Nichols scrambled to get her show back on air almost immediately after ESPN shut down its studios. She now broadcasts from her home in Los Angeles — her producer runs the show from a control room she has set up in her own home — and, for one hour each day, provides impatient basketball fans with something to look forward to.
• The one thing Nichols has not been able to provide, of course, is live basketball. So the question for her since the show resumed — and the question for every ratings-starved television network with sports rights — has of course been, when will sports actually come back?
"This is really about your tolerance of risk," Nichols says. "What is acceptable risk? Because there is no 100 percent risk-free situation.
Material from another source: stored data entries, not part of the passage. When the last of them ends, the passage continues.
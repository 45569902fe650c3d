//! Inline markup within one line.
//!
//! Markers pair up left to right. An opening marker must sit at the line start
//! or after a non-word character and be followed by a non-whitespace
//! character. Its closing marker is the first later marker of the same type
//! that follows a non-whitespace character and is followed by the line end or
//! a non-word character. For `*` and `~` an underscore also counts as a
//! boundary.
//!
//! Because a closer must be followed by a non-word character, same-type
//! markers inside a word do not close: `*a*b*c*` is one strong span over
//! `a*b*c`. Markers of other types nest inside a pair; a marker whose closer
//! lies outside the enclosing pair stays literal. Code spans take their content
//! verbatim.

use crate::grapheme::GraphemeIndex;
use crate::model::{Span, SpanKind};
use unicode_segmentation::UnicodeSegmentation;

#[derive(Debug, Clone, Copy, PartialEq, Eq)]
enum Marker {
    Strong,
    Emphasized,
    Deleted,
    Code,
}

impl Marker {
    fn from_grapheme(g: &str) -> Option<Marker> {
        match g {
            "*" => Some(Marker::Strong),
            "_" => Some(Marker::Emphasized),
            "~" => Some(Marker::Deleted),
            "`" => Some(Marker::Code),
            _ => None,
        }
    }

    fn kind(self) -> SpanKind {
        match self {
            Marker::Strong => SpanKind::Strong,
            Marker::Emphasized => SpanKind::Emphasized,
            Marker::Deleted => SpanKind::Deleted,
            Marker::Code => SpanKind::Code,
        }
    }

    /// Whether `g` separates this marker from surrounding text.
    fn is_boundary(self, g: &str) -> bool {
        !is_word(g) || (g == "_" && matches!(self, Marker::Strong | Marker::Deleted))
    }
}

fn is_word(g: &str) -> bool {
    g.chars()
        .next()
        .is_some_and(|c| c.is_alphanumeric() || c == '_')
}

fn is_space(g: &str) -> bool {
    g.chars().all(char::is_whitespace)
}

struct Line<'a> {
    graphemes: Vec<&'a str>,
}

impl Line<'_> {
    fn can_open(&self, i: usize, marker: Marker) -> bool {
        let before_ok = i == 0 || marker.is_boundary(self.graphemes[i - 1]);
        let after_ok = self
            .graphemes
            .get(i + 1)
            .is_some_and(|g| !is_space(g));
        before_ok && after_ok
    }

    fn can_close(&self, j: usize, marker: Marker) -> bool {
        let before_ok = j > 0 && !is_space(self.graphemes[j - 1]);
        let after_ok = self
            .graphemes
            .get(j + 1)
            .map_or(true, |g| marker.is_boundary(g));
        before_ok && after_ok
    }

    /// Closer for the opener at `open`, searched before `end`. Content must
    /// not be empty.
    fn find_close(&self, open: usize, marker: Marker, end: usize) -> Option<usize> {
        (open + 2..end).find(|&j| {
            Marker::from_grapheme(self.graphemes[j]) == Some(marker) && self.can_close(j, marker)
        })
    }

    /// Render graphemes `[from, to)` into `out`, pushing the byte range each
    /// pair covers in `out`.
    fn render(&self, from: usize, to: usize, out: &mut String, ranges: &mut Vec<StyledRange>) {
        let mut i = from;
        while i < to {
            let g = self.graphemes[i];
            let pair = Marker::from_grapheme(g)
                .filter(|&marker| self.can_open(i, marker))
                .and_then(|marker| Some((marker, self.find_close(i, marker, to)?)));

            match pair {
                Some((marker, close)) => {
                    let outer = ranges.len();
                    ranges.push(StyledRange {
                        kind: marker.kind(),
                        start: out.len(),
                        end: out.len(),
                    });
                    if marker == Marker::Code {
                        out.extend(self.graphemes[i + 1..close].iter().copied());
                    } else {
                        self.render(i + 1, close, out, ranges);
                    }
                    ranges[outer].end = out.len();
                    i = close + 1;
                }
                None => {
                    out.push_str(g);
                    i += 1;
                }
            }
        }
    }
}

/// A styled byte range over rendered text.
///
/// Dropping a marker can join the clusters on either side of it (two regional
/// indicators become one flag), so cluster positions are only known once the
/// text is complete.
#[derive(Debug, Clone, PartialEq)]
pub(crate) struct StyledRange {
    pub kind: SpanKind,
    pub start: usize,
    pub end: usize,
}

impl StyledRange {
    pub(crate) fn shifted(mut self, bytes: usize) -> Self {
        self.start += bytes;
        self.end += bytes;
        self
    }

    /// Cluster span over the text `index` was built from. A range starting or
    /// ending inside a cluster widens to cover it.
    pub(crate) fn to_span(&self, index: &GraphemeIndex) -> Span {
        let start = index.cluster_at(self.start);
        let end = index.cluster_end(self.end).max(start);
        Span::styled(self.kind.clone(), start, end - start)
    }
}

/// Strip markup from a single line, keeping styled ranges as byte offsets.
pub(crate) fn render_line(line: &str) -> (String, Vec<StyledRange>) {
    let line = Line {
        graphemes: line.graphemes(true).collect(),
    };
    let mut out = String::with_capacity(line.graphemes.len());
    let mut ranges = Vec::new();
    line.render(0, line.graphemes.len(), &mut out, &mut ranges);
    (out, ranges)
}

/// Strip markup from a single line. Returns the rendered text and spans with
/// offsets relative to it.
pub fn parse_line(line: &str) -> (String, Vec<Span>) {
    let (out, ranges) = render_line(line);
    let index = GraphemeIndex::new(&out);
    let spans = ranges.iter().map(|range| range.to_span(&index)).collect();
    (out, spans)
}

#[cfg(test)]
mod tests {
    use super::*;

    fn styled(kind: SpanKind, start: usize, len: usize) -> Span {
        Span::styled(kind, start, len)
    }

    #[test]
    fn single_styles() {
        assert_eq!(
            parse_line("this is *bold*"),
            ("this is bold".to_string(), vec![styled(SpanKind::Strong, 8, 4)])
        );
        assert_eq!(
            parse_line("_it_ ~gone~ `x*y*`"),
            (
                "it gone x*y*".to_string(),
                vec![
                    styled(SpanKind::Emphasized, 0, 2),
                    styled(SpanKind::Deleted, 3, 4),
                    styled(SpanKind::Code, 8, 4),
                ]
            )
        );
    }

    #[test]
    fn nested_styles() {
        assert_eq!(
            parse_line("*bold _italic_*"),
            (
                "bold italic".to_string(),
                vec![
                    styled(SpanKind::Strong, 0, 11),
                    styled(SpanKind::Emphasized, 5, 6),
                ]
            )
        );
    }

    #[test]
    fn same_type_is_greedy() {
        assert_eq!(
            parse_line("*a*b*c*"),
            ("a*b*c".to_string(), vec![styled(SpanKind::Strong, 0, 5)])
        );
        assert_eq!(
            parse_line("*one* and *two*"),
            (
                "one and two".to_string(),
                vec![styled(SpanKind::Strong, 0, 3), styled(SpanKind::Strong, 8, 3)]
            )
        );
    }

    #[test]
    fn unmatched_markers_are_literal() {
        assert_eq!(parse_line("2 * 3 = 6"), ("2 * 3 = 6".to_string(), vec![]));
        assert_eq!(parse_line("*open"), ("*open".to_string(), vec![]));
        assert_eq!(parse_line("snake_case_name"), ("snake_case_name".to_string(), vec![]));
        assert_eq!(parse_line("**"), ("**".to_string(), vec![]));
    }

    #[test]
    fn crossing_markers_keep_first_pair() {
        assert_eq!(
            parse_line("*a _b* c_"),
            ("a _b c_".to_string(), vec![styled(SpanKind::Strong, 0, 4)])
        );
    }

    #[test]
    fn underscore_bounds_strong() {
        assert_eq!(
            parse_line("_*both*_"),
            (
                "both".to_string(),
                vec![styled(SpanKind::Emphasized, 0, 4), styled(SpanKind::Strong, 0, 4)]
            )
        );
    }

    #[test]
    fn offsets_count_clusters() {
        assert_eq!(
            parse_line("👨‍👩‍👧 *hi*"),
            ("👨‍👩‍👧 hi".to_string(), vec![styled(SpanKind::Strong, 2, 2)])
        );
    }

    #[test]
    fn dropped_markers_can_join_clusters() {
        // The two regional indicators form one flag once the markers are gone.
        assert_eq!(
            parse_line("\u{1F1FA}*\u{1F1E6}*"),
            (
                "\u{1F1FA}\u{1F1E6}".to_string(),
                vec![styled(SpanKind::Strong, 0, 1)]
            )
        );
    }
}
If your version of safe is 99 to 100 percent risk-free, you're not playing NBA or college basketball for another year and a half."
• "The most complicated thing for the NBA, for sports and for society as a whole, is that we're being asked to make an assessment of risk all at once. ... We didn't have to make the decision all at once when it came to car accidents."
• "American sports will come back, like America will come back, with a tolerance of risk. The sports leagues' task — and this is why you're seeing them come up with 75-, 80-, 85-page manuals — is to figure out how they'll get on the court or on the field to play the game."
• Nichols said she agreed with NBA Commission Adam Silver's assessment that it isn't worth resuming the season unless the league has some tolerance for the virus. (If a positive test would "shut us down, we probably shouldn't go down this path," he reportedly said.)
The big picture: The NBA's return would provide a massive boost to an entire sports-media ecosystem that has weathered severe financial losses amid the coronavirus pandemic. For the television industry, it would signal the return of sustained ratings and ad revenue, and might temporarily halt the acceleration of cord-cutting.
• As Nichols points out, it could also provide a roadmap for all American businesses that are trying to balance economic priorities with safety concerns as they chart a course toward reopening.
Bonus: "Why the Sports Comeback Has Begun," by WSJ's Ben Cohen and Louise Radnofsky: "There is now real momentum behind the return of American sports. The leagues have decided that games must go on — and that means learning to live with risk."
![]() Dia Dipasupil/Getty Offloading? Len Blavatnik shops DAZN
Talk of TV Land: Len Blavatnik, the owner of the sports streaming service DAZN, may be looking to sell an equity stake in the company or sell it outright as he seeks to "inject new money into the loss-making business," FT's Murad Ahmed, Alex Barket et al report.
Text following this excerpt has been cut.